Going line by line through the data below, how many lines contain the word "other"? Give only the number.

(Collected data)

====================

//! End-to-end tests: archive, inspect, extract and restore a binary on disk.

use std::fs;
use std::io::Read;

use gar::archive_path::clean_name;
use gar::{ArchiveOptions, Archiver, FileSystem, archiver::Method, extract, extract_all, restore};
use tempfile::TempDir;

mod common;

use common::{BINARY_SIZE, SCENARIO, archive_entries, binary_in_tempdir, write_source};

// =============================================================================
// Reference scenario
// =============================================================================

#[test]
fn test_reference_scenario() {
    let (_dir, binary) = binary_in_tempdir();
    let original = fs::read(&binary).unwrap();

    let result = archive_entries(&binary, SCENARIO);
    assert_eq!(result.original_size, BINARY_SIZE as u64);
    assert_eq!(result.entries_written, 2);

    // 1000 + container + 11-byte trailer
    let len = fs::metadata(&binary).unwrap().len();
    assert_eq!(len, BINARY_SIZE as u64 + result.container_size + 11);
    assert_eq!(len, result.total_size);

    let data = fs::read(&binary).unwrap();
    assert_eq!(&data[..BINARY_SIZE], &original[..]);
    assert_eq!(&data[data.len() - 3..], b"GAR");
    assert_eq!(
        &data[data.len() - 11..data.len() - 3],
        &(BINARY_SIZE as u64).to_be_bytes()
    );

    let fs = FileSystem::open_path(&binary).unwrap();
    assert_eq!(fs.binary_size(), BINARY_SIZE as u64);
    let mut list = fs.list();
    list.sort_by(|a, b| a.name.cmp(&b.name));
    let listed: Vec<(&str, u64)> = list.iter().map(|i| (i.name.as_str(), i.size)).collect();
    assert_eq!(listed, vec![("cfg/a.txt", 5), ("data/b.bin", 3)]);
    fs.close().unwrap();

    assert_eq!(restore(&binary).unwrap(), BINARY_SIZE as u64);
    assert_eq!(fs::read(&binary).unwrap(), original);
}

// =============================================================================
// Round trips through the filesystem
// =============================================================================

#[test]
fn test_archive_files_then_read() {
    let (dir, binary) = binary_in_tempdir();
    let a = write_source(dir.path(), "src/cfg/a.txt", b"alpha config");
    let big: Vec<u8> = (0..200_000u32).flat_map(|i| i.to_le_bytes()).collect();
    let b = write_source(dir.path(), "src/data/big.bin", &big);

    let mut archiver = Archiver::open(&binary).unwrap();
    archiver.add(&a).unwrap();
    archiver.add(&b).unwrap();
    archiver.close().unwrap();

    let fs = FileSystem::open_path(&binary).unwrap();
    let name_a = clean_name(&a).unwrap();
    let name_b = clean_name(&b).unwrap();
    assert!(!name_a.starts_with('/'));
    assert_eq!(fs.metadata(&name_b).unwrap().size, big.len() as u64);

    let mut text = String::new();
    fs.open(&name_a).unwrap().read_to_string(&mut text).unwrap();
    assert_eq!(text, "alpha config");
    assert_eq!(fs.read_to_vec(&name_b).unwrap(), big);
}

#[test]
fn test_extract_byte_identical() {
    let (dir, binary) = binary_in_tempdir();
    let payload: Vec<u8> = (0..10_000).map(|i| (i % 13) as u8).collect();
    archive_entries(&binary, &[("cfg/a.txt", b"hello"), ("blob/x.bin", payload.as_slice())]);

    let out = dir.path().join("out");
    let fs = FileSystem::open_path(&binary).unwrap();
    let result = extract_all(&fs, &out).unwrap();
    assert!(result.is_ok());
    assert_eq!(result.entries_extracted, 2);
    assert_eq!(result.bytes_extracted, 5 + payload.len() as u64);

    assert_eq!(fs::read(out.join("cfg/a.txt")).unwrap(), b"hello");
    assert_eq!(fs::read(out.join("blob/x.bin")).unwrap(), payload);
}

#[test]
fn test_extract_missing_name_is_skipped() {
    let (dir, binary) = binary_in_tempdir();
    archive_entries(&binary, SCENARIO);

    let out = dir.path().join("out");
    let fs = FileSystem::open_path(&binary).unwrap();
    let result = extract(&fs, &["nope.txt", "cfg/a.txt"], &out).unwrap();

    assert_eq!(result.entries_failed, 1);
    assert_eq!(result.entries_extracted, 1);
    assert!(!out.join("nope.txt").exists());
    assert!(out.join("cfg/a.txt").exists());
    assert!(!out.join("data/b.bin").exists());
}

#[test]
fn test_store_and_levels() {
    let payload = b"repetitive ".repeat(1000);
    for options in [
        ArchiveOptions::new().method(Method::Store),
        ArchiveOptions::new().level(0).unwrap(),
        ArchiveOptions::new().level(9).unwrap(),
    ] {
        let (_dir, binary) = binary_in_tempdir();
        let mut archiver = Archiver::open_with_options(&binary, options).unwrap();
        archiver.add_bytes("r.txt", &payload).unwrap();
        let result = archiver.close().unwrap();

        if options.method == Method::Store {
            assert!(result.container_size > payload.len() as u64);
        }
        let fs = FileSystem::open_path(&binary).unwrap();
        assert_eq!(fs.read_to_vec("r.txt").unwrap(), payload);
    }
}

#[test]
fn test_empty_session() {
    let (_dir, binary) = binary_in_tempdir();
    let result = Archiver::open(&binary).unwrap().close().unwrap();
    assert_eq!(result.entries_written, 0);

    let fs = FileSystem::open_path(&binary).unwrap();
    assert!(fs.is_empty());
    assert_eq!(fs.binary_size(), BINARY_SIZE as u64);
}

#[test]
fn test_restore_then_archive_again() {
    let (_dir, binary) = binary_in_tempdir();
    archive_entries(&binary, SCENARIO);
    restore(&binary).unwrap();
    archive_entries(&binary, &[("other.txt", b"second round")]);

    let fs = FileSystem::open_path(&binary).unwrap();
    assert_eq!(fs.binary_size(), BINARY_SIZE as u64);
    assert_eq!(fs.len(), 1);
    assert_eq!(fs.read_to_vec("other.txt").unwrap(), b"second round");
}

#[test]
fn test_empty_binary() {
    let dir = TempDir::new().unwrap();
    let binary = common::write_binary(dir.path(), 0);
    archive_entries(&binary, SCENARIO);

    let fs = FileSystem::open_path(&binary).unwrap();
    assert_eq!(fs.binary_size(), 0);
    assert_eq!(fs.read_to_vec("data/b.bin").unwrap(), b"\x01\x02\x03");
}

====================

▸ Output for this exercise
2